◆ **THE TASK**: The goal is to restate all of the records below word for word.

◆ **INPUT DATA**:
<<<<

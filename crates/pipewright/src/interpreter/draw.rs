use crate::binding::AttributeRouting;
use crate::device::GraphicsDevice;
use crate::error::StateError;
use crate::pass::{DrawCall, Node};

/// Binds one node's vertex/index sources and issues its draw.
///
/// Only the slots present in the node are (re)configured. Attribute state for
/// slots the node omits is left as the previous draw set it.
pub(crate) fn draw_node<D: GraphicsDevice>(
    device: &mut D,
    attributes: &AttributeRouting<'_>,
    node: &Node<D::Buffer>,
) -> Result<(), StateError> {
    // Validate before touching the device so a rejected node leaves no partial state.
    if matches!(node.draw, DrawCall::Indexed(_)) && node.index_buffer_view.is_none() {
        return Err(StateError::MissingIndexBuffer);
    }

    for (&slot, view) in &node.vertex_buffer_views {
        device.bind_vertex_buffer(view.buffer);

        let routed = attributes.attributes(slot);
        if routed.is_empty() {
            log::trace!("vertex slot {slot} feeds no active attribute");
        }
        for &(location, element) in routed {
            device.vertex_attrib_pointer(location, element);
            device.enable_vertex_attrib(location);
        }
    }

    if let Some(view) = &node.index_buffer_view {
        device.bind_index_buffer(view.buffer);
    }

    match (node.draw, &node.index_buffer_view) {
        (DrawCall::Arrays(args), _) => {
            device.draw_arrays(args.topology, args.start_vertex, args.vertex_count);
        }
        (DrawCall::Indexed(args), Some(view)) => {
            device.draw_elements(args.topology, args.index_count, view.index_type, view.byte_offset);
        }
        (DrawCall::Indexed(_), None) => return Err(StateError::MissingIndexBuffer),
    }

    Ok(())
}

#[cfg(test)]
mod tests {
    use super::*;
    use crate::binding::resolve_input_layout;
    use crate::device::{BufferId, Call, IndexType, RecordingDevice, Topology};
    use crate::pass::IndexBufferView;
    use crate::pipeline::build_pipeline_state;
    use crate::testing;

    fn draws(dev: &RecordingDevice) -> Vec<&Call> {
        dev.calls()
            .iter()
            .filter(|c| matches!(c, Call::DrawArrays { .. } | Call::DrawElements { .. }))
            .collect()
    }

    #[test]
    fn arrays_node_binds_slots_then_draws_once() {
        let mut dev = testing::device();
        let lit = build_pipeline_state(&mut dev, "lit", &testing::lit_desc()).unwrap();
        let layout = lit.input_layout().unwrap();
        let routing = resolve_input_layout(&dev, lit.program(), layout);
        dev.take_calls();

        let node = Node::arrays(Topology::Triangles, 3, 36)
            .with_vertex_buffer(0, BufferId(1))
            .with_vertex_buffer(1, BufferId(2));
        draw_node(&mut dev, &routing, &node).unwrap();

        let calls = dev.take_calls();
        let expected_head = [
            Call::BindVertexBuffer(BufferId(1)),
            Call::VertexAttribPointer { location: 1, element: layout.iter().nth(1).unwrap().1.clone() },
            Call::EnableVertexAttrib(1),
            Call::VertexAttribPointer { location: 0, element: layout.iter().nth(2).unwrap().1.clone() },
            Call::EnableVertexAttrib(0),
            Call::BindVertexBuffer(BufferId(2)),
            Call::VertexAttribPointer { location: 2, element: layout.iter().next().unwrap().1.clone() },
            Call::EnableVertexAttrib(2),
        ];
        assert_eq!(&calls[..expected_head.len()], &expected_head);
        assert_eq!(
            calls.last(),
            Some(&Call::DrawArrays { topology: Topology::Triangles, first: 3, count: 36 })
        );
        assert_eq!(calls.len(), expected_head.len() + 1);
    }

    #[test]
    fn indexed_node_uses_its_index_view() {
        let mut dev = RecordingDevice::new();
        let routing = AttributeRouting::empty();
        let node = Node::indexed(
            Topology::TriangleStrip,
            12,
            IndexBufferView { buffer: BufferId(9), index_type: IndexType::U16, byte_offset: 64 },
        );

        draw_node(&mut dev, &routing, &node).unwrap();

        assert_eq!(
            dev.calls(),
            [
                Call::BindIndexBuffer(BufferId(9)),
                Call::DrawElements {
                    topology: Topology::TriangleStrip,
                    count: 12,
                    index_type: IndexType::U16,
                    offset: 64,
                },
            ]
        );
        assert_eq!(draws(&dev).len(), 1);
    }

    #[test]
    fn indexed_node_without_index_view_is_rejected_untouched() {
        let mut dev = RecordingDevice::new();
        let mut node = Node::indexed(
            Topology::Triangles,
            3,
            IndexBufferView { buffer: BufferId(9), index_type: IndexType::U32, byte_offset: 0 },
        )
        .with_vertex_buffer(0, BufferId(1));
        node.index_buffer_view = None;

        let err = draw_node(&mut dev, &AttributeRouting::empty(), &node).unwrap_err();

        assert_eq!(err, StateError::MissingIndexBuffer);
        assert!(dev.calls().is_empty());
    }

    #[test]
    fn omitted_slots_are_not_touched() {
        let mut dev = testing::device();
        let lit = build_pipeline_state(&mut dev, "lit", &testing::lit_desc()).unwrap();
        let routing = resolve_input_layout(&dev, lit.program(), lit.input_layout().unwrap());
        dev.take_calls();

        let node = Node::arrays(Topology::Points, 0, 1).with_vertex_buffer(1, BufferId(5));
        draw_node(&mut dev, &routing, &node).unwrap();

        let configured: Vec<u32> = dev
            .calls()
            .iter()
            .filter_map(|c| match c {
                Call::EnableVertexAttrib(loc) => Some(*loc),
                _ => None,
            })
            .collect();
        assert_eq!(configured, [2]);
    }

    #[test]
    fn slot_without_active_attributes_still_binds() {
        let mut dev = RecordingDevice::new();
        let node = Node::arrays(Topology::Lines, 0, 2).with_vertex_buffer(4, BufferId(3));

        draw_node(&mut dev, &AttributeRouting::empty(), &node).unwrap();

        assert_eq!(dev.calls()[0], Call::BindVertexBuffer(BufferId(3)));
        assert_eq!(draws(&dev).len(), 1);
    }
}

>>>>

◆ **PROBLEM SOLUTION**:
filename crates/pipewright/src/interpreter/draw.rs
use crate::binding::AttributeRouting;
use crate::device::GraphicsDevice;
use crate::error::StateError;
use crate::pass::{DrawCall, Node};

/// Binds one node's vertex/index sources and issues its draw.
///
/// Only the slots present in the node are (re)configured. Attribute state for
/// slots the node omits is left as the previous draw set it.
pub(crate) fn draw_node<D: GraphicsDevice>(
    device: &mut D,
    attributes: &AttributeRouting<'_>,
    node: &Node<D::Buffer>,
) -> Result<(), StateError> {
    // Validate before touching the device so a rejected node leaves no partial state.
    if matches!(node.draw, DrawCall::Indexed(_)) && node.index_buffer_view.is_none() {
        return Err(StateError::MissingIndexBuffer);
    }

    for (&slot, view) in &node.vertex_buffer_views {
        device.bind_vertex_buffer(view.buffer);

        let routed = attributes.attributes(slot);
        if routed.is_empty() {
            log::trace!("vertex slot {slot} feeds no active attribute");
        }
        for &(location, element) in routed {
            device.vertex_attrib_pointer(location, element);
            device.enable_vertex_attrib(location);
        }
    }

    if let Some(view) = &node.index_buffer_view {
        device.bind_index_buffer(view.buffer);
    }

    match (node.draw, &node.index_buffer_view) {
        (DrawCall::Arrays(args), _) => {
            device.draw_arrays(args.topology, args.start_vertex, args.vertex_count);
        }
        (DrawCall::Indexed(args), Some(view)) => {
            device.draw_elements(args.topology, args.index_count, view.index_type, view.byte_offset);
        }
        (DrawCall::Indexed(_), None) => return Err(StateError::MissingIndexBuffer),
    }

    Ok(())
}

#[cfg(test)]
mod tests {
    use super::*;
    use crate::binding::resolve_input_layout;
    use crate::device::{BufferId, Call, IndexType, RecordingDevice, Topology};
    use crate::pass::IndexBufferView;
    use crate::pipeline::build_pipeline_state;
    use crate::testing;

    fn draws(dev: &RecordingDevice) -> Vec<&Call> {
        dev.calls()
            .iter()
            .filter(|c| matches!(c, Call::DrawArrays { .. } | Call::DrawElements { .. }))
            .collect()
    }

    #[test]
    fn arrays_node_binds_slots_then_draws_once() {
        let mut dev = testing::device();
        let lit = build_pipeline_state(&mut dev, "lit", &testing::lit_desc()).unwrap();
        let layout = lit.input_layout().unwrap();
        let routing = resolve_input_layout(&dev, lit.program(), layout);
        dev.take_calls();

        let node = Node::arrays(Topology::Triangles, 3, 36)
            .with_vertex_buffer(0, BufferId(1))
            .with_vertex_buffer(1, BufferId(2));
        draw_node(&mut dev, &routing, &node).unwrap();

        let calls = dev.take_calls();
        let expected_head = [
            Call::BindVertexBuffer(BufferId(1)),
            Call::VertexAttribPointer { location: 1, element: layout.iter().nth(1).unwrap().1.clone() },
            Call::EnableVertexAttrib(1),
            Call::VertexAttribPointer { location: 0, element: layout.iter().nth(2).unwrap().1.clone() },
            Call::EnableVertexAttrib(0),
            Call::BindVertexBuffer(BufferId(2)),
            Call::VertexAttribPointer { location: 2, element: layout.iter().next().unwrap().1.clone() },
            Call::EnableVertexAttrib(2),
        ];
        assert_eq!(&calls[..expected_head.len()], &expected_head);
        assert_eq!(
            calls.last(),
            Some(&Call::DrawArrays { topology: Topology::Triangles, first: 3, count: 36 })
        );
        assert_eq!(calls.len(), expected_head.len() + 1);
    }

    #[test]
    fn indexed_node_uses_its_index_view() {
        let mut dev = RecordingDevice::new();
        let routing = AttributeRouting::empty();
        let node = Node::indexed(
            Topology::TriangleStrip,
            12,
            IndexBufferView { buffer: BufferId(9), index_type: IndexType::U16, byte_offset: 64 },
        );

        draw_node(&mut dev, &routing, &node).unwrap();

        assert_eq!(
            dev.calls(),
            [
                Call::BindIndexBuffer(BufferId(9)),
                Call::DrawElements {
                    topology: Topology::TriangleStrip,
                    count: 12,
                    index_type: IndexType::U16,
                    offset: 64,
                },
            ]
        );
        assert_eq!(draws(&dev).len(), 1);
    }

    #[test]
    fn indexed_node_without_index_view_is_rejected_untouched() {
        let mut dev = RecordingDevice::new();
        let mut node = Node::indexed(
            Topology::Triangles,
            3,
            IndexBufferView { buffer: BufferId(9), index_type: IndexType::U32, byte_offset: 0 },
        )
        .with_vertex_buffer(0, BufferId(1));
        node.index_buffer_view = None;

        let err = draw_node(&mut dev, &AttributeRouting::empty(), &node).unwrap_err();

        assert_eq!(err, StateError::MissingIndexBuffer);
        assert!(dev.calls().is_empty());
    }

    #[test]
    fn omitted_slots_are_not_touched() {
        let mut dev = testing::device();
        let lit = build_pipeline_state(&mut dev, "lit", &testing::lit_desc()).unwrap();
        let routing = resolve_input_layout(&dev, lit.program(), lit.input_layout().unwrap());
        dev.take_calls();

        let node = Node::arrays(Topology::Points, 0, 1).with_vertex_buffer(1, BufferId(5));
        draw_node(&mut dev, &routing, &node).unwrap();

        let configured: Vec<u32> = dev
            .calls()
            .iter()
            .filter_map(|c| match c {
                Call::EnableVertexAttrib(loc) => Some(*loc),
                _ => None,
            })
            .collect();
        assert_eq!(configured, [2]);
    }

    #[test]
    fn slot_without_active_attributes_still_binds() {
        let mut dev = RecordingDevice::new();
        let node = Node::arrays(Topology::Lines, 0, 2).with_vertex_buffer(4, BufferId(3));

        draw_node(&mut dev, &AttributeRouting::empty(), &node).unwrap();

        assert_eq!(dev.calls()[0], Call::BindVertexBuffer(BufferId(3)));
        assert_eq!(draws(&dev).len(), 1);
    }
}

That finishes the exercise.